[Collected data]
□ □ □ □ □ □ □

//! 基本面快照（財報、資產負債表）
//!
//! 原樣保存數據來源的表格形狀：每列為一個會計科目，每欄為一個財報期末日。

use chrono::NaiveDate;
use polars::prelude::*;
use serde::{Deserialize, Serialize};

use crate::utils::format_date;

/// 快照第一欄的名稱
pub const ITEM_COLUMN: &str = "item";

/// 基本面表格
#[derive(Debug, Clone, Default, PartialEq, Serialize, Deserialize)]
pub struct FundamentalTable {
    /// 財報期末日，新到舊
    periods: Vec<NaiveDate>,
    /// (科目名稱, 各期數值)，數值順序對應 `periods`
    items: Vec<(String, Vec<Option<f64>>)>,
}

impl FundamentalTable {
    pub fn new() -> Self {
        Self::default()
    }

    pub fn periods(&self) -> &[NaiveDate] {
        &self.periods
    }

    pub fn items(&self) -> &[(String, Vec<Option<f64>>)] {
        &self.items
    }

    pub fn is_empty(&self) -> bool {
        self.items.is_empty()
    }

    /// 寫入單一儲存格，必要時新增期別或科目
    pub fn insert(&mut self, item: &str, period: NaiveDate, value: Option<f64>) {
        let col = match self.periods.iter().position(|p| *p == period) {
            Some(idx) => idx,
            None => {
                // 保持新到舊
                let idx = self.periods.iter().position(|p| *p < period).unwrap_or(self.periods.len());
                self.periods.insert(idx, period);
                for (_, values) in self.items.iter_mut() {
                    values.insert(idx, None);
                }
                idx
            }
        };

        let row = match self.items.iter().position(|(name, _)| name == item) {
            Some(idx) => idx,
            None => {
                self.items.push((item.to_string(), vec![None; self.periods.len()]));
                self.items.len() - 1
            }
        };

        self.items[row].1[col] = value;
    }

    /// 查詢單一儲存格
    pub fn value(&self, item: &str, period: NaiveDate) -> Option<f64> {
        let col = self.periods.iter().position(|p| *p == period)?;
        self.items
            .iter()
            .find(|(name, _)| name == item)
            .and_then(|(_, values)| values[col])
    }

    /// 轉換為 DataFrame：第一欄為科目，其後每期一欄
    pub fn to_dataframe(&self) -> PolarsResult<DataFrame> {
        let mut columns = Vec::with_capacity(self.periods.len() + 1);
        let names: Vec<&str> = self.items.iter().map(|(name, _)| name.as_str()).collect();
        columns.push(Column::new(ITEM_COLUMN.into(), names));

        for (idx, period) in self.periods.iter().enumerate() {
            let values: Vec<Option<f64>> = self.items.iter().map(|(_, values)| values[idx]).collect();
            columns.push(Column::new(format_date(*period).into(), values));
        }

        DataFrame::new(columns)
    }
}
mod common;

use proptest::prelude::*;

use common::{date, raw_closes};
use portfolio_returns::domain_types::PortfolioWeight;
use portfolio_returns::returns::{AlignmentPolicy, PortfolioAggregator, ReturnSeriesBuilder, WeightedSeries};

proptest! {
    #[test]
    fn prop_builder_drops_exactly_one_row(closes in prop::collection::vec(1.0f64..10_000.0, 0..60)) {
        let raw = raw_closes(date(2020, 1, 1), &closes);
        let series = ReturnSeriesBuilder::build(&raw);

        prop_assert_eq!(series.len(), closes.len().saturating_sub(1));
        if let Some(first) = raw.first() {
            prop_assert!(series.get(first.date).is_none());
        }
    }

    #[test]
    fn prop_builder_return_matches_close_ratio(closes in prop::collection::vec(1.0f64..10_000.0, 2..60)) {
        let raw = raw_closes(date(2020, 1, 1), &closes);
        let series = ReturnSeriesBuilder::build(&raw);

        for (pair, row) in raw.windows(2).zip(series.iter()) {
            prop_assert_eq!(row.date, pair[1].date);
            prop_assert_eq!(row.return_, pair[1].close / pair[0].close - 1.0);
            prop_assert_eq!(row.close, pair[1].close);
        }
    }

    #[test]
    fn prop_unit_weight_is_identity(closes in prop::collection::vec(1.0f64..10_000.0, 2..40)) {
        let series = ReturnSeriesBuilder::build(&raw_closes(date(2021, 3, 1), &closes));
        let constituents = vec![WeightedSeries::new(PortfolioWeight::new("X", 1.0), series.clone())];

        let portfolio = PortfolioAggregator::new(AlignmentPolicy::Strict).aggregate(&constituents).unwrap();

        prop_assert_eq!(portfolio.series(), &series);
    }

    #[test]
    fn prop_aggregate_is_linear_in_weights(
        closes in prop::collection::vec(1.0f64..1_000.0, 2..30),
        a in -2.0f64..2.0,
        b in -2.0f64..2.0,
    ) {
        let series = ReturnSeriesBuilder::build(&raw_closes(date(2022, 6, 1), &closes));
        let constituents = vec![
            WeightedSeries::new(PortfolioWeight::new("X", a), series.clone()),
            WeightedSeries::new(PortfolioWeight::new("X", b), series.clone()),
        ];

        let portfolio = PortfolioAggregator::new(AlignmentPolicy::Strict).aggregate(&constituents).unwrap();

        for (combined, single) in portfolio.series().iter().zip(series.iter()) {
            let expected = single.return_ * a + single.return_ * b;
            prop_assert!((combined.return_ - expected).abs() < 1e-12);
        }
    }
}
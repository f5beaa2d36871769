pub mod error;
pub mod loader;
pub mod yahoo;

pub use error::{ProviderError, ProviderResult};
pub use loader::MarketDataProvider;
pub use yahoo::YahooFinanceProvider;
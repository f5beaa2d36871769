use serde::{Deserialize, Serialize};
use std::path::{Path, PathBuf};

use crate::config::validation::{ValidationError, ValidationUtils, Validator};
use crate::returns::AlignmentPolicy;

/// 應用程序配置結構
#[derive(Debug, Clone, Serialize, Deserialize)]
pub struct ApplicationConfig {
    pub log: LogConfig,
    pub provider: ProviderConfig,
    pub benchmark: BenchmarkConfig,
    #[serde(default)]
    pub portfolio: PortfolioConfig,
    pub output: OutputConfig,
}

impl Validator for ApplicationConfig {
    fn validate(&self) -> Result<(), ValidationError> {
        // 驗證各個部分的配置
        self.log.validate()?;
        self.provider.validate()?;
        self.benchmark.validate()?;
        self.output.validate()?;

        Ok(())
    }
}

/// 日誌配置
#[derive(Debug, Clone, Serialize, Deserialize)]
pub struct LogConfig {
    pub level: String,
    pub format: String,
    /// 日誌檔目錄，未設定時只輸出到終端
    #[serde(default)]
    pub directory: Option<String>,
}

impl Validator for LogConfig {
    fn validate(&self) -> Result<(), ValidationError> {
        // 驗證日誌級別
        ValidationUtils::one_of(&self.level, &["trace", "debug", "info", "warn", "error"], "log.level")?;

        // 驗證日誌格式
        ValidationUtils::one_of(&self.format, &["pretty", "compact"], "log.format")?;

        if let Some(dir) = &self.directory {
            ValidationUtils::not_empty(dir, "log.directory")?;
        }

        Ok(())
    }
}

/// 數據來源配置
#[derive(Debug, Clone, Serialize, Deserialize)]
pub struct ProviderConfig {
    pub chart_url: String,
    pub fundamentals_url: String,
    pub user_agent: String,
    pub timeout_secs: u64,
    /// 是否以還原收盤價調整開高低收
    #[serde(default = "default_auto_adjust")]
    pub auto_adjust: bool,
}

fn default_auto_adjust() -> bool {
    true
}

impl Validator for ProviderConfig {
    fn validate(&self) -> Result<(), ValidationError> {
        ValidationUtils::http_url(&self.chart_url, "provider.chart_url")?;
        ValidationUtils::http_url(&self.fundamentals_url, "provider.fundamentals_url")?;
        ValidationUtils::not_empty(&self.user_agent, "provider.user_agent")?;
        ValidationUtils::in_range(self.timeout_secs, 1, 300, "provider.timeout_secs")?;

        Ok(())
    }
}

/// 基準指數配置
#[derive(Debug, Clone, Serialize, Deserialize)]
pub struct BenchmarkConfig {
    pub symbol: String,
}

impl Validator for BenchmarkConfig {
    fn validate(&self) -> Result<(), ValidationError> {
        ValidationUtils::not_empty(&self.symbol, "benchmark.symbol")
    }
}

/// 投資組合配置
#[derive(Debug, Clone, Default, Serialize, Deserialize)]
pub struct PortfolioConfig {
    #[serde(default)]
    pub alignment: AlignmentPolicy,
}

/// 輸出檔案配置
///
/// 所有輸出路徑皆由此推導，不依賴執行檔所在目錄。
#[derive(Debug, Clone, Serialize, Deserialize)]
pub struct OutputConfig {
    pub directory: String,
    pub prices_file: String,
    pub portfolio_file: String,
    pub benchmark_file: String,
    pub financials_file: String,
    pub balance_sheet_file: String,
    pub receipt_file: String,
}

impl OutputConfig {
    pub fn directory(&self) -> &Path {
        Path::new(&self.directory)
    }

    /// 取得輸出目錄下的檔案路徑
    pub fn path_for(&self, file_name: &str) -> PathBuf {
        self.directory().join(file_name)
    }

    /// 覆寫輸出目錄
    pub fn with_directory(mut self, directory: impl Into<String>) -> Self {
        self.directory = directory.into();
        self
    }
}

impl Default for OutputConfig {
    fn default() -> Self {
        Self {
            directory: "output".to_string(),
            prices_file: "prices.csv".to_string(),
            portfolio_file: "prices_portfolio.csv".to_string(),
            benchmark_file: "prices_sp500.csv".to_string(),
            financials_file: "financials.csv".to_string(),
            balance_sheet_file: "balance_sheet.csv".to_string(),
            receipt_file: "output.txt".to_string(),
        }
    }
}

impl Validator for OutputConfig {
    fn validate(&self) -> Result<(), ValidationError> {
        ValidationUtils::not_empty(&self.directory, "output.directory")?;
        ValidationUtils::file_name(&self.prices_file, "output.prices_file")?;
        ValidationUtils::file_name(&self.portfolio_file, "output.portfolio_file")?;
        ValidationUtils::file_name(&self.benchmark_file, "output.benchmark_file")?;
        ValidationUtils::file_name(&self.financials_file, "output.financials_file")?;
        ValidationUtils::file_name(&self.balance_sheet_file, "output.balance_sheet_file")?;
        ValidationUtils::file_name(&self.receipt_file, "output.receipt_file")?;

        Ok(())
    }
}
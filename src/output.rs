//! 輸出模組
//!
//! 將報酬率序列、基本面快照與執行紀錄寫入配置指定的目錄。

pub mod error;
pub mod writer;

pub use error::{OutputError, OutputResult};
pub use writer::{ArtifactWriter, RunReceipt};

□ □ □ □ □ □ □

Task item: From the first line of the records above down to the line containing "let row = match", repeat each line exactly as written. Include both of those lines and add nothing.

Answer space:
//! 基本面快照（財報、資產負債表）
//!
//! 原樣保存數據來源的表格形狀：每列為一個會計科目，每欄為一個財報期末日。

use chrono::NaiveDate;
use polars::prelude::*;
use serde::{Deserialize, Serialize};

use crate::utils::format_date;

/// 快照第一欄的名稱
pub const ITEM_COLUMN: &str = "item";

/// 基本面表格
#[derive(Debug, Clone, Default, PartialEq, Serialize, Deserialize)]
pub struct FundamentalTable {
    /// 財報期末日，新到舊
    periods: Vec<NaiveDate>,
    /// (科目名稱, 各期數值)，數值順序對應 `periods`
    items: Vec<(String, Vec<Option<f64>>)>,
}

impl FundamentalTable {
    pub fn new() -> Self {
        Self::default()
    }

    pub fn periods(&self) -> &[NaiveDate] {
        &self.periods
    }

    pub fn items(&self) -> &[(String, Vec<Option<f64>>)] {
        &self.items
    }

    pub fn is_empty(&self) -> bool {
        self.items.is_empty()
    }

    /// 寫入單一儲存格，必要時新增期別或科目
    pub fn insert(&mut self, item: &str, period: NaiveDate, value: Option<f64>) {
        let col = match self.periods.iter().position(|p| *p == period) {
            Some(idx) => idx,
            None => {
                // 保持新到舊
                let idx = self.periods.iter().position(|p| *p < period).unwrap_or(self.periods.len());
                self.periods.insert(idx, period);
                for (_, values) in self.items.iter_mut() {
                    values.insert(idx, None);
                }
                idx
            }
        };

        let row = match self.items.iter().position(|(name, _)| name == item) {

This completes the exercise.